From South Africa to Myanmar, from Brazil to Kyrgyzstan, women are resisting the war on drugs. Killings, criminalization, incarceration, denial of medical care, and social stigma are just a few of the effects the war on drugs has had on communities around the world. It targets particular groups, with gender-specific impacts. The war on drugs is clearly a feminist issue.
Yet the effects of repressive drug policies on women, trans and gender-diverse people are rarely discussed in feminist spaces.
What a world without the war on drugs would look like
Imagine a world beyond the war on drugs, beyond stigma, criminalisation, incarceration and violence. Communities growing opium as a medicine and for traditional and cultural use. Black youth and women constructing new models of drug policy and repairing the damage caused by the war on drugs. Care through harm reduction is provided to individuals and communities who have suffered violence. Imagine a world where women and all people enjoy autonomy over their bodies and minds. Where people can choose their own path and receive the medical care it entails.
We asked contributors from across different movements and regions to reflect on what a world beyond the war on drugs would look like in the contexts they work and live in.
Documenting a movement-building process
Over the course of 2018-2019, AWID worked closely with women who use drugs to build solidarity, learn from, support and engage with each other. We have documented our experience in our report “Feminist movements and women resisting the war on drugs”.
What’s special about this report
Our purpose with this documentation is to share AWID’s experience of strengthening relationships and building trust between feminist movements and women who work on humane drug policy in Eastern Europe and Central Asia (EECA) region, and supporting the inspiring global movement-building process led by women who use drugs
We are keen to share this experience because it has been a valuable and deep learning process for AWID as an organization.
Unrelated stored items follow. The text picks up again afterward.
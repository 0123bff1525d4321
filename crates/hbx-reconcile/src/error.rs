//! Error types for hbx-reconcile.

use hbx_transport::TransportError;
use thiserror::Error;

/// Reconciliation error types.
///
/// A detected drift is not an error: it is a reported outcome. Errors
/// here mean the comparison itself could not be carried out.
#[derive(Debug, Error)]
pub enum ReconcileError {
    #[error(transparent)]
    Transport(#[from] TransportError),
}

/// Result type alias for reconciliation operations.
pub type ReconcileResult<T> = std::result::Result<T, ReconcileError>;
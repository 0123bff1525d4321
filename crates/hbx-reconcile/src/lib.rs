//! Drift detection between local and authoritative remote state.
//!
//! The reconciler compares the registry's view against remote/on-chain
//! position queries and reports mismatches. It never corrects anything:
//! auto-"fixing" a live position's bookkeeping could mask real financial
//! state, so every correction requires explicit caller action.

pub mod error;
pub mod reconciler;

pub use error::{ReconcileError, ReconcileResult};
pub use reconciler::{
    BoxFuture, Drift, DriftReason, PositionQuery, ReconciliationResult, Reconciler,
};
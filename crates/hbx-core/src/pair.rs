//! Trading pair identifier.

use crate::error::{CoreError, Result};
use serde::{Deserialize, Serialize};
use std::fmt;
use std::str::FromStr;

/// Trading pair in BASE-QUOTE format (e.g., "BTC-USDT").
///
/// The Hummingbot API addresses markets by connector name plus trading
/// pair; this type guards the pair format so malformed pairs are caught
/// before a request is built.
#[derive(Debug, Clone, PartialEq, Eq, Hash, Serialize, Deserialize)]
#[serde(transparent)]
pub struct TradingPair(String);

impl TradingPair {
    /// Parse and validate a BASE-QUOTE pair.
    ///
    /// Both legs must be non-empty; the separator is a single hyphen.
    /// Token addresses are accepted as legs (gateway pairs use them).
    pub fn new(pair: impl Into<String>) -> Result<Self> {
        let pair = pair.into();
        match pair.split_once('-') {
            Some((base, quote)) if !base.is_empty() && !quote.is_empty() => Ok(Self(pair)),
            _ => Err(CoreError::InvalidPair(format!(
                "expected BASE-QUOTE format, got '{pair}'"
            ))),
        }
    }

    /// Base leg of the pair.
    pub fn base(&self) -> &str {
        self.0.split_once('-').map(|(b, _)| b).unwrap_or(&self.0)
    }

    /// Quote leg of the pair.
    pub fn quote(&self) -> &str {
        self.0.split_once('-').map(|(_, q)| q).unwrap_or("")
    }

    pub fn as_str(&self) -> &str {
        &self.0
    }
}

impl fmt::Display for TradingPair {
    fn fmt(&self, f: &mut fmt::Formatter<'_>) -> fmt::Result {
        write!(f, "{}", self.0)
    }
}

impl FromStr for TradingPair {
    type Err = CoreError;

    fn from_str(s: &str) -> Result<Self> {
        Self::new(s)
    }
}

impl AsRef<str> for TradingPair {
    fn as_ref(&self) -> &str {
        &self.0
    }
}
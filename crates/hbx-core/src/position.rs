//! Held-position bookkeeping.
//!
//! A position outlives its originating executor when the executor is
//! stopped with `keep_position = true`. The remote service guarantees at
//! most one active position per (connector, trading pair) key; local
//! bookkeeping respects that uniqueness when reconciling.

use crate::decimal::{Amount, Price};
use crate::executor::TradeSide;
use crate::pair::TradingPair;
use serde::{Deserialize, Serialize};
use std::fmt;

/// Uniqueness key for a held position.
#[derive(Debug, Clone, PartialEq, Eq, Hash, Serialize, Deserialize)]
pub struct PositionKey {
    pub connector: String,
    pub trading_pair: TradingPair,
}

impl PositionKey {
    pub fn new(connector: impl Into<String>, trading_pair: TradingPair) -> Self {
        Self {
            connector: connector.into(),
            trading_pair,
        }
    }
}

impl fmt::Display for PositionKey {
    fn fmt(&self, f: &mut fmt::Formatter<'_>) -> fmt::Result {
        write!(f, "{}/{}", self.connector, self.trading_pair)
    }
}

/// A held asset exposure, as reported by the positions summary.
#[derive(Debug, Clone, PartialEq, Serialize, Deserialize)]
pub struct Position {
    pub connector: String,
    pub trading_pair: TradingPair,
    pub side: TradeSide,
    pub amount: Amount,
    pub entry_price: Price,
}

impl Position {
    /// Uniqueness key for this position.
    pub fn key(&self) -> PositionKey {
        PositionKey::new(self.connector.clone(), self.trading_pair.clone())
    }

    /// Notional exposure at the entry price, in quote currency.
    pub fn entry_notional(&self) -> Amount {
        self.amount.notional(self.entry_price)
    }

    /// Check if the position is empty (amount is zero).
    pub fn is_empty(&self) -> bool {
        self.amount.is_zero()
    }
}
We believe this process could be useful to groups and movements involved in other cross-movement conversations, and to strengthen relationships and build new alliances.
Inside the report you’ll find:
- How feminism can be enriched by the experiences of women who use drugs
- How we designed a movement-support process with women who use drugs
- The key learnings we drew from this experience
Three key lessons we learned:
It is critical for feminist movements to develop awareness of the gendered, racial and class aspects of repressive drug policies and the associated criminalization and stigmatization of people who use drugs.
Harm reduction movements intersect with movements of sex workers, people living with HIV, racial justice, and LGBTQI+ movements, among others.
We must expand what feminist logistics mean to us, and make feminist spaces more accessible, safe and welcoming for women who use drugs. This is a particularly important lesson for us in AWID, as an organization that hosts convenings.
We are honored to share our learnings and experience. It has been an incredible opportunity to build new relationships with a growing and inspiring movement led by and for women who use drugs and are affected by drug policies. We have learned a lot, and hope you will too!